O que hoje chamamos de música popular, e que pode ser
dividida em “música de boa qualidade” e “música de má qualidade”, era apenas
música de divertimento e se opunha à música de concerto ou música erudita
europeia. Foi apenas na década de 1920 que surgem as primeiras distinções entre
uma música popular comercial feita para atingir um publico extenso, ou a
”massa”, e uma música popular artística apreciada por um público mais restrito,
com dispositivos de apreciação mais racionalizados.

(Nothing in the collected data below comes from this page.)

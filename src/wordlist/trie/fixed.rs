use crate::alphabet::Alphabet;
use crate::error::Result;
use crate::wordlist::index::Index;
use crate::wordlist::trie::arena::{NodeArena, NodeId};

#[derive(Debug)]
struct FixedNode {
    children: Box<[Option<NodeId>]>,
    is_terminal: bool,
}

impl FixedNode {
    fn empty(slots: usize) -> FixedNode {
        FixedNode {
            children: vec![None; slots].into_boxed_slice(),
            is_terminal: false,
        }
    }
}

/// Trie whose nodes carry one child slot per alphabet character, indexed
/// directly through the declared [`Alphabet`]. Lookup is a single array
/// access; every node pays for the full alphabet width.
///
/// Inserting a word with an undeclared character is an error and leaves
/// the trie unchanged. Querying one simply answers `false`, since such a
/// word can never have been inserted.
#[derive(Debug)]
pub struct FixedTrie {
    alphabet: Alphabet,
    arena: NodeArena<FixedNode>,
}

impl FixedTrie {
    pub fn new(alphabet: Alphabet) -> FixedTrie {
        let root = FixedNode::empty(alphabet.len());
        FixedTrie {
            alphabet,
            arena: NodeArena::with_root(root),
        }
    }

    pub fn alphanumeric() -> FixedTrie {
        FixedTrie::new(Alphabet::alphanumeric())
    }

    fn get_or_create_child(&mut self, node: NodeId, idx: usize) -> NodeId {
        if let Some(child) = self.arena.get(node).children[idx] {
            return child;
        }
        let child = self.arena.alloc(FixedNode::empty(self.alphabet.len()));
        self.arena.get_mut(node).children[idx] = Some(child);
        child
    }
}

impl Index for FixedTrie {
    fn insert(&mut self, word: &str) -> Result<bool> {
        // map the whole word first so a rejected word leaves no partial chain
        let slots = word
            .chars()
            .map(|c| self.alphabet.require_idx(c))
            .collect::<Result<Vec<usize>>>()?;

        let mut current = NodeId::ROOT;
        for idx in slots {
            current = self.get_or_create_child(current, idx);
        }
        let end = self.arena.get_mut(current);
        let added = !end.is_terminal;
        end.is_terminal = true;
        Ok(added)
    }

    fn contains(&self, word: &str) -> bool {
        let mut current = NodeId::ROOT;
        for c in word.chars() {
            let child = self
                .alphabet
                .get_idx(c)
                .and_then(|idx| self.arena.get(current).children[idx]);
            match child {
                Some(next) => current = next,
                None => return false,
            }
        }
        self.arena.get(current).is_terminal
    }

    fn node_count(&self) -> usize {
        self.arena.len()
    }
}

Esse processo de legitimação, que irá definir o que hoje
consideramos os clássicos da música popular brasileira, foi iniciado por alguns
intelectuais, escritores, políticos, músicos concertistas, imbuídos de um ideal
de construção de uma identidade nacional, nos primeiros anos do século. A
música de divertimento, já bastante desenvolvida nesse momento, irá chamar a
atenção dos homens de letras e músicos concertistas, como Mello Morais Filho,
Brasilio Itiberê, Andrade Murici, Alberto Nepomuceno e Sérgio Milliet, entre
outros. Mas foi Mário de Andrade o primeiro a formular claramente a distinção
entre uma música popular artística e uma música puramente comercial.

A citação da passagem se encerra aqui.